Bush loyalists will, no doubt, question the veracity of the Newsweek account. But it is only the latest portrait that paints the same picture. Last year, for example, Pulitzer Prize-winning journalist Ron Suskind reported a senior White House aide actually mocked him for living in the “reality-based community.” The aide said the White House was creating its own reality that required no thought, analysis, evidence or logic. It simply acted and reality changed.

But as the Iraq war and declining poll ratings weigh ever more on Mr. Bush, the disconnect with reality seems to have worsened. In September, Time magazine reported his bubble had grown “more hermetic… with fewer people willing or able to bring him bad news — or tell him when he’s wrong.”

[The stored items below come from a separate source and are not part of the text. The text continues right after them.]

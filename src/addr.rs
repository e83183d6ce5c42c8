//! Address families, socket kinds, and the script-friendly address tuple.

use std::fmt;
use std::net::{Ipv4Addr, Ipv6Addr, SocketAddr as StdSocketAddr, SocketAddrV6};

use crate::error;

/// Address family of a socket or a resolved record.
#[derive(Debug, Clone, Copy, PartialEq, Eq, Hash)]
pub enum Family {
    /// IPv4.
    V4,
    /// IPv6.
    V6,
    /// No preference; resolution tries IPv4 first and falls back to IPv6.
    Unspec,
}

/// Transport style of a socket.
#[derive(Debug, Clone, Copy, PartialEq, Eq, Hash)]
pub enum SockType {
    /// Connection-oriented byte stream (TCP).
    Stream,
    /// Connectionless datagrams (UDP).
    Dgram,
}

/// Transport protocol carried by an address record.
#[derive(Debug, Clone, Copy, PartialEq, Eq, Hash)]
pub enum Protocol {
    /// Transmission Control Protocol.
    Tcp,
    /// User Datagram Protocol.
    Udp,
}

/// A transport address in presentation form, as handed to and from scripts.
///
/// The address is kept as its canonical text representation (dotted-decimal
/// for IPv4, RFC 5952 colon-hex for IPv6) so that callers may compare it as a
/// string; [`SockAddr::to_std`] converts it back to a binary address.
#[derive(Debug, Clone, PartialEq, Eq, Hash)]
pub enum SockAddr {
    /// An IPv4 endpoint: address text and port.
    V4 {
        /// Dotted-decimal address text.
        addr: String,
        /// Port, carried verbatim.
        port: u16,
    },
    /// An IPv6 endpoint: address text, port, flow label, and scope.
    V6 {
        /// Colon-hex address text.
        addr: String,
        /// Port, carried verbatim.
        port: u16,
        /// Flow information; always zero in resolved records.
        flowinfo: u32,
        /// Interface scope identifier.
        scope_id: u32,
    },
}

impl SockAddr {
    /// Builds an IPv4 endpoint.
    pub fn v4(addr: impl Into<String>, port: u16) -> SockAddr {
        SockAddr::V4 {
            addr: addr.into(),
            port,
        }
    }

    /// Builds an IPv6 endpoint with a zero flow label.
    pub fn v6(addr: impl Into<String>, port: u16, scope_id: u32) -> SockAddr {
        SockAddr::V6 {
            addr: addr.into(),
            port,
            flowinfo: 0,
            scope_id,
        }
    }

    /// The family this endpoint belongs to.
    pub fn family(&self) -> Family {
        match self {
            SockAddr::V4 { .. } => Family::V4,
            SockAddr::V6 { .. } => Family::V6,
        }
    }

    /// The address text.
    pub fn addr(&self) -> &str {
        match self {
            SockAddr::V4 { addr, .. } => addr,
            SockAddr::V6 { addr, .. } => addr,
        }
    }

    /// The port.
    pub fn port(&self) -> u16 {
        match self {
            SockAddr::V4 { port, .. } => *port,
            SockAddr::V6 { port, .. } => *port,
        }
    }

    /// Parses the presentation-form address back into a binary socket address.
    pub fn to_std(&self) -> crate::Result<StdSocketAddr> {
        match self {
            SockAddr::V4 { addr, port } => {
                let ip: Ipv4Addr = addr.parse().map_err(error::invalid_addr)?;
                Ok((ip, *port).into())
            }
            SockAddr::V6 {
                addr,
                port,
                flowinfo,
                scope_id,
            } => {
                let ip: Ipv6Addr = addr.parse().map_err(error::invalid_addr)?;
                Ok(SocketAddrV6::new(ip, *port, *flowinfo, *scope_id).into())
            }
        }
    }
}

impl From<StdSocketAddr> for SockAddr {
    fn from(addr: StdSocketAddr) -> SockAddr {
        match addr {
            StdSocketAddr::V4(v4) => SockAddr::V4 {
                addr: v4.ip().to_string(),
                port: v4.port(),
            },
            // The flow label is not propagated, matching resolved records.
            StdSocketAddr::V6(v6) => SockAddr::V6 {
                addr: v6.ip().to_string(),
                port: v6.port(),
                flowinfo: 0,
                scope_id: v6.scope_id(),
            },
        }
    }
}

impl fmt::Display for SockAddr {
    fn fmt(&self, f: &mut fmt::Formatter) -> fmt::Result {
        match self {
            SockAddr::V4 { addr, port } => write!(f, "{addr}:{port}"),
            SockAddr::V6 { addr, port, .. } => write!(f, "[{addr}]:{port}"),
        }
    }
}

/// One resolved address entry.
///
/// Mirrors the classic `getaddrinfo` record: family, socket type, protocol,
/// canonical name, and the address tuple itself. The socket type and protocol
/// are fixed to the stream defaults and the canonical name is always empty;
/// the native resolver does not report either, and the fields are kept so the
/// record shape stays stable for callers.
#[derive(Debug, Clone, PartialEq, Eq)]
pub struct AddrInfo {
    /// Address family of the record.
    pub family: Family,
    /// Socket type; always [`SockType::Stream`].
    pub socktype: SockType,
    /// Protocol; always [`Protocol::Tcp`].
    pub protocol: Protocol,
    /// Canonical hostname; always empty.
    pub canonical_name: String,
    /// The resolved endpoint, with the caller-supplied port attached.
    pub addr: SockAddr,
}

In October, Thomas DeFrank of the New York Daily News reported Mr. Bush is now given to temper tantrums. He often berates others for his own mistakes, refusing to take responsibility for them, Mr. DeFrank reports. The picture that emerges is eerily familiar to anyone who has read of Richard Nixon’s last days in office.

Other press reports suggest Bush administration officials are now going to extraordinary lengths to avoid displeasing their boss. According to an item in New York magazine last week, administration officials threatened to walk away from global warming talks if Bill Clinton addressed the group. Perhaps the U.S. should abstain from the conference on policy grounds. But to do so because of a Clinton speech is petty in the extreme.

Unfortunately, it seems nobody — even his father — can sit President Bush down and force him to change course. The one person who might be able to do so is Vice President Dick Cheney, but he has long been Mr. Bush’s principal enabler, according to a report by John Dickerson in the online magazine Slate. Lacking any political ambitions of his own, Mr. Cheney has no incentive to disagree with Mr. Bush on anything. This has contributed to the hermetic nature of the White House, helping vitally to sustain the bubble in which Mr. Bush operates largely on his own without hearing any dissent.

In the unlikely event Mr. Bush decides to take a new course, he might turn is to University of Virginia political scientist Larry Sabato, who recently posted some good advice on his Web site. Mr. Bush needs to accept reality on Iraq, Mr. Sabato says, talk up the economy, develop a new domestic agenda, re-staff his administration, and admit error, especially on the unaffordable Medicare drug benefit. I agree.

Bruce Bartlett is a nationally syndicated columnist.